In the chapter 01, the authors show three data sets that will be used throughout the book. In this notebook, we will go through those three data sets. Please feel free and play around the code to make yourself familiar with them. If you are already familiar with the code, you can go through the material and the additional discussion provided to make the context richer...
import numpy as np
import pandas as pd
import matplotlib.pyplot as plt
from collections import Counter
from sklearn.preprocessing import StandardScaler
from sklearn.decomposition import PCA
Wage = pd.read_csv("./datasets/Wage.csv")
Wage.head(5)
The ID data is often useless, so let us drop it...
df = Wage.drop(columns=['ID']) #I call my data: df (as dataframe).
Let us assume the goal is to predict wage based on the provided predictors. We should now seperate the feature data and response variable data:
X = df.iloc[:,:-1]
y = df.iloc[:,-1]
Now, let us take a quick look at the summary of our feature data:
X.describe()
while .describe() method (on DataFrame object) is a good approach to see Summary statistics, it cannot show information for categorical features. So, we need to handle them seperately. We can notice a similar issue when we .hist() to plot historgram of feature. See below:
axs = X.hist(figsize=(10,5))
How about other features (predictors)? Let us see their plots...
all_features = X.columns #find all features
num_features = X._get_numeric_data().columns #find numerical features
cat_features = list(set(all_features) - set(num_features)) #get non-numerical features!
print('cat_features: \n', cat_features)
Neat! Now, let us find check them out:
for feature in cat_features:
counts = Counter(X[feature])
plt.figure(figsize=(7,3))
plt.title(feature)
plt.bar(counts.keys(), counts.values())
plt.show()
NOTE:
Please note that the two features "region" and "sex", each has one category. In other words, their values remain constant from one sample to the next. Therefore, they do not add extra information about Wage. These constant values can be filtered out throughout the data preprocessing stage. Let us clean it (We will not change the file of data.

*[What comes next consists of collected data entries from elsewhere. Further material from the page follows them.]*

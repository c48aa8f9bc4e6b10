//! Rotational alignment of per-shot clouds into one world frame.
//!
//! Shot `i` of `N` was captured after the turntable advanced `i` steps, so its
//! points are rotated about the vertical axis through the turntable center by
//! `θ = 2π·i/N`:
//!
//! ```text
//! x' = (x - cx)·cos θ - (z - cz)·sin θ + cx
//! z' = (x - cx)·sin θ + (z - cz)·cos θ + cz
//! y' = y
//! ```

use std::f32::consts::TAU;

use glam::Vec3;

use crate::cloud::{CombinedCloud, Sample, ShotCloud};
use crate::error::{Result, ScanError};

/// Rotates shot clouds about the turntable axis and concatenates them.
#[derive(Debug, Clone, Copy, PartialEq)]
pub struct CloudFuser {
    number_of_images: usize,
    center: Vec3,
}

impl CloudFuser {
    /// Creates a fuser for `number_of_images` shots per revolution around
    /// the vertical axis through `center` (the y component is ignored).
    pub fn new(number_of_images: usize, center: Vec3) -> Self {
        Self {
            number_of_images,
            center,
        }
    }

    /// Returns the rotation angle applied to shot `index`, in radians.
    #[must_use]
    pub fn angle(&self, index: usize) -> f32 {
        #[allow(clippy::cast_precision_loss)]
        let fraction = index as f32 / self.number_of_images.max(1) as f32;
        TAU * fraction
    }

    /// Rotates one point by the angle of shot `index`.
    #[must_use]
    pub fn rotate(&self, point: Vec3, index: usize) -> Vec3 {
        if index == 0 {
            return point;
        }
        let (sin, cos) = self.angle(index).sin_cos();
        let dx = point.x - self.center.x;
        let dz = point.z - self.center.z;
        Vec3::new(
            dx * cos - dz * sin + self.center.x,
            point.y,
            dx * sin + dz * cos + self.center.z,
        )
    }

    /// Rotates every shot into the world frame and concatenates them in
    /// index order. Overlapping samples are kept as they are.
    pub fn fuse(&self, mut shots: Vec<ShotCloud>) -> Result<CombinedCloud> {
        if self.number_of_images == 0 {
            return Err(ScanError::InvalidConfig(
                "cannot fuse with zero images per revolution".into(),
            ));
        }
        if let Some(bad) = shots.iter().find(|s| s.index() >= self.number_of_images) {
            return Err(ScanError::InvalidConfig(format!(
                "shot index {} is outside 0..{}",
                bad.index(),
                self.number_of_images
            )));
        }

        shots.sort_by_key(ShotCloud::index);

        let total = shots.iter().map(ShotCloud::len).sum();
        let mut combined = Vec::with_capacity(total);
        for shot in shots {
            let index = shot.index();
            combined.extend(
                shot.into_samples()
                    .into_iter()
                    .map(|s| Sample::new(self.rotate(s.position, index), s.color)),
            );
        }

        log::debug!(
            "fused {} points from {} images per revolution",
            combined.len(),
            self.number_of_images
        );
        Ok(CombinedCloud::from_samples(combined))
    }
}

The following is just to show how to perform such preprocessing)
def get_constant_features(X, constant_percentage = 0.95):
"""
this function takes a dataframe X and returns the features where the feature is almost constant.
If the most frequent value appears in at least `constant_percentage` of samples, we treat is as constant.
Parameters
---------
X : DataFrame
a dataframe of size (m, n) where m is the number of observations and n is the number of features
constant_percentage : float
a scalar value between 0 and 1, acts as the threshold below which the feature is considered to be not constant.
Returns
---------
constant_features : list
list of names of features that are constant
"""
n_samples = X.shape[0]
constant_features = []
for feature in X.columns:
counts = list(Counter(X[feature]).values())
if np.max(counts)/n_samples >= constant_percentage:
constant_features.append(feature)
return constant_features
constant_features = get_constant_features(X)
constant_features
Cool! let us drop them :)
X_clean = X.drop(columns=constant_features)
X_clean.head(3)
Note that we abused the word clean here as we only dropped the constant features. However, the term clean may mean handling missing data and/or outliers in other context. For now, we are going to use X_clean in this notebook.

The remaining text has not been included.